Action item: Type again, exactly, the lines below from the start through the line that includes "pub struct AcceptFilter".
++++++++
//! File intake: uploaded file descriptors and the accumulated list
//!
//! The list is a pure reducer over drop and remove events. Classification
//! against accept patterns lives in [`crate::classify`] and notifications in
//! [`crate::notify`]; [`crate::dropzone`] ties them together.

pub mod file;
pub mod list;

pub use file::{FileIdentity, UploadedFile};
pub use list::{FileList, FilteredBatch, filter_batch};
//! Accept pattern matching
//!
//! An accept pattern maps MIME patterns to extension lists, e.g.
//! `{"image/*": [], "application/pdf": [".pdf"]}`. A file is accepted when its
//! MIME type matches any key or its name ends with any listed extension. An
//! empty pattern accepts everything.

use anyhow::Result;
use globset::GlobMatcher;
use std::collections::BTreeMap;

use super::filters::{Filter, FilterDecision};
use super::rejection::RejectionCode;
use crate::intake::UploadedFile;
use crate::shared::glob::mime_matcher;

/// Compiled accept pattern
#[derive(Debug, Clone)]
pub struct AcceptFilter {
    mime_types: Vec<GlobMatcher>,
    /// Lowercase extensions including the leading dot
    extensions: Vec<String>,
}

impl AcceptFilter {
    pub fn new(accept: &BTreeMap<String, Vec<String>>) -> Result<Self> {
        let mut mime_types = Vec::with_capacity(accept.len());
        let mut extensions = Vec::new();

        for (pattern, exts) in accept {
            mime_types.push(mime_matcher(pattern.trim())?);
            extensions.extend(exts.iter().map(|ext| normalize_extension(ext)).filter(|ext| ext.len() > 1));
        }

        tracing::debug!(
            "Compiled accept pattern: {} MIME pattern(s), {} extension(s)",
            mime_types.len(),
            extensions.len()
        );

        Ok(Self { mime_types, extensions })
    }

    /// Accepts every file
    pub fn accepts_all(&self) -> bool {
        self.mime_types.is_empty() && self.extensions.is_empty()
    }

    pub fn is_accepted(&self, file: &UploadedFile) -> bool {
        if self.accepts_all() {
            return true;
        }

        if self.mime_types.iter().any(|m| m.is_match(&file.mime_type)) {
            return true;
        }

        let name = file.name.to_lowercase();
        self.extensions.iter().any(|ext| name.ends_with(ext.as_str()))
    }
}

impl Filter for AcceptFilter {
    fn filter(&self, file: &UploadedFile) -> FilterDecision {
        if self.is_accepted(file) {
            FilterDecision::Accept
        } else {
            FilterDecision::Reject(RejectionCode::FileInvalidType)
        }
    }

    fn name(&self) -> &'static str {
        "AcceptFilter"
    }
}

fn normalize_extension(ext: &str) -> String {
    let ext = ext.trim().to_lowercase();
    if ext.starts_with('.') { ext } else { format!(".{ext}") }
}

#[cfg(test)]
mod tests {
    use super::*;

    fn accept(entries: &[(&str, &[&str])]) -> AcceptFilter {
        let map = entries
            .iter()
            .map(|(k, v)| (k.to_string(), v.iter().map(|s| s.to_string()).collect()))
            .collect();
        AcceptFilter::new(&map).unwrap()
    }

    #[test]
    fn test_mime_wildcard() {
        let filter = accept(&[("image/*", &[])]);
        assert!(filter.is_accepted(&UploadedFile::new("a.jpg", 1, 1, "image/jpeg")));
        assert!(filter.is_accepted(&UploadedFile::new("a.png", 1, 1, "image/png")));
        assert!(!filter.is_accepted(&UploadedFile::new("document.pdf", 1, 1, "application/pdf")));
    }

    #[test]
    fn test_extension_list() {
        let filter = accept(&[("application/x-custom", &["PDF", ".Docx"])]);
        assert!(filter.is_accepted(&UploadedFile::new("resume.pdf", 1, 1, "application/octet-stream")));
        assert!(filter.is_accepted(&UploadedFile::new("CV.DOCX", 1, 1, "application/octet-stream")));
        assert!(!filter.is_accepted(&UploadedFile::new("notes.txt", 1, 1, "text/plain")));
    }

    #[test]
    fn test_empty_pattern_accepts_everything() {
        let filter = AcceptFilter::new(&BTreeMap::new()).unwrap();
        assert!(filter.accepts_all());
        assert_eq!(
            filter.filter(&UploadedFile::new("x.bin", 1, 1, "application/octet-stream")),
            FilterDecision::Accept
        );
    }

    #[test]
    fn test_rejection_code() {
        let filter = accept(&[("image/*", &[])]);
        assert_eq!(
            filter.filter(&UploadedFile::new("document.pdf", 1, 1, "application/pdf")),
            FilterDecision::Reject(RejectionCode::FileInvalidType)
        );
    }

    #[test]
    fn test_invalid_mime_pattern() {
        let map = BTreeMap::from([("image/[".to_string(), Vec::new())]);
        assert!(AcceptFilter::new(&map).is_err());
    }
}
++++++++
Solution for this problem:
//! File intake: uploaded file descriptors and the accumulated list
//!
//! The list is a pure reducer over drop and remove events. Classification
//! against accept patterns lives in [`crate::classify`] and notifications in
//! [`crate::notify`]; [`crate::dropzone`] ties them together.

pub mod file;
pub mod list;

pub use file::{FileIdentity, UploadedFile};
pub use list::{FileList, FilteredBatch, filter_batch};
//! Accept pattern matching
//!
//! An accept pattern maps MIME patterns to extension lists, e.g.
//! `{"image/*": [], "application/pdf": [".pdf"]}`. A file is accepted when its
//! MIME type matches any key or its name ends with any listed extension. An
//! empty pattern accepts everything.

use anyhow::Result;
use globset::GlobMatcher;
use std::collections::BTreeMap;

use super::filters::{Filter, FilterDecision};
use super::rejection::RejectionCode;
use crate::intake::UploadedFile;
use crate::shared::glob::mime_matcher;

/// Compiled accept pattern
#[derive(Debug, Clone)]
pub struct AcceptFilter {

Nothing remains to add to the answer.